-- Material for this exercise follows --

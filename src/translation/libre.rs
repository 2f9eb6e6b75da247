use anyhow::{Context, Result};
use serde::{Deserialize, Serialize};
use tracing::debug;

use super::fallback::ProviderConfig;
use super::provider::{TranslateParams, TranslationProvider, TranslationResponse};

/// Provider speaking the LibreTranslate `/translate` JSON API
pub struct LibreTranslateProvider {
    name: String,
    endpoint: String,
    api_key: Option<String>,
    default_confidence: f32,
    client: reqwest::Client,
}

#[derive(Debug, Serialize)]
struct LibreRequest<'a> {
    q: &'a str,
    source: &'a str,
    target: &'a str,
    format: &'static str,
    alternatives: u8,
    #[serde(skip_serializing_if = "Option::is_none")]
    api_key: Option<&'a str>,
}

#[derive(Debug, Deserialize)]
#[serde(rename_all = "camelCase")]
struct LibreResponse {
    translated_text: String,
    #[serde(default)]
    detected_language: Option<LibreDetectedLanguage>,
    #[serde(default)]
    alternatives: Vec<String>,
}

#[derive(Debug, Deserialize)]
struct LibreDetectedLanguage {
    language: String,
}

impl LibreTranslateProvider {
    pub fn new(config: &ProviderConfig) -> Result<Self> {
        let client = reqwest::Client::builder()
            .build()
            .context("Failed to build HTTP client")?;

        Ok(Self {
            name: config.name.clone(),
            endpoint: config.endpoint.trim_end_matches('/').to_string(),
            api_key: config.api_key.clone(),
            default_confidence: config.default_confidence,
            client,
        })
    }
}

#[async_trait::async_trait]
impl TranslationProvider for LibreTranslateProvider {
    fn name(&self) -> &str {
        &self.name
    }

    async fn translate(&self, params: &TranslateParams) -> Result<TranslationResponse> {
        let url = format!("{}/translate", self.endpoint);
        let body = LibreRequest {
            q: &params.text,
            source: &params.from,
            target: &params.to,
            format: "text",
            alternatives: 3,
            api_key: self.api_key.as_deref(),
        };

        debug!("POST {} ({} -> {})", url, params.from, params.to);

        let response: LibreResponse = self
            .client
            .post(&url)
            .json(&body)
            .send()
            .await
            .with_context(|| format!("Request to {} failed", self.name))?
            .error_for_status()
            .with_context(|| format!("{} returned an error status", self.name))?
            .json()
            .await
            .with_context(|| format!("Invalid response from {}", self.name))?;

        // LibreTranslate reports no translation confidence; use the configured one
        Ok(TranslationResponse {
            translated_text: response.translated_text,
            confidence: self.default_confidence,
            detected_language: response.detected_language.map(|d| d.language),
            alternatives: response.alternatives,
        })
    }
}
use std::sync::Arc;

use crate::gateway::Gateway;
use crate::room::{RoomRegistry, RoomSettings};
use crate::session::SessionRegistry;
use crate::translation::Translator;

/// Shared application state for HTTP and WebSocket handlers
#[derive(Clone)]
pub struct AppState {
    /// Live connections (session_id → session)
    pub sessions: Arc<SessionRegistry>,

    /// Rooms and their participants (room_id → room)
    pub rooms: Arc<RoomRegistry>,

    pub gateway: Arc<Gateway>,
}

impl AppState {
    pub fn new(room_settings: RoomSettings, translator: Arc<Translator>) -> Self {
        let sessions = Arc::new(SessionRegistry::new());
        let rooms = Arc::new(RoomRegistry::new(Arc::clone(&sessions), room_settings));
        let gateway = Arc::new(Gateway::new(Arc::clone(&rooms), translator));

        Self {
            sessions,
            rooms,
            gateway,
        }
    }

    /// Tear down every room and session
    pub async fn shutdown(&self) {
        self.rooms.shutdown().await;
    }
}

-- Material for this exercise concluded --

**Task to carry out**
Show the lines of the data that hold the word "derive".

**Solution to this exercise**
#[derive(Debug, Serialize)]
#[derive(Debug, Deserialize)]
#[derive(Debug, Deserialize)]
#[derive(Clone)]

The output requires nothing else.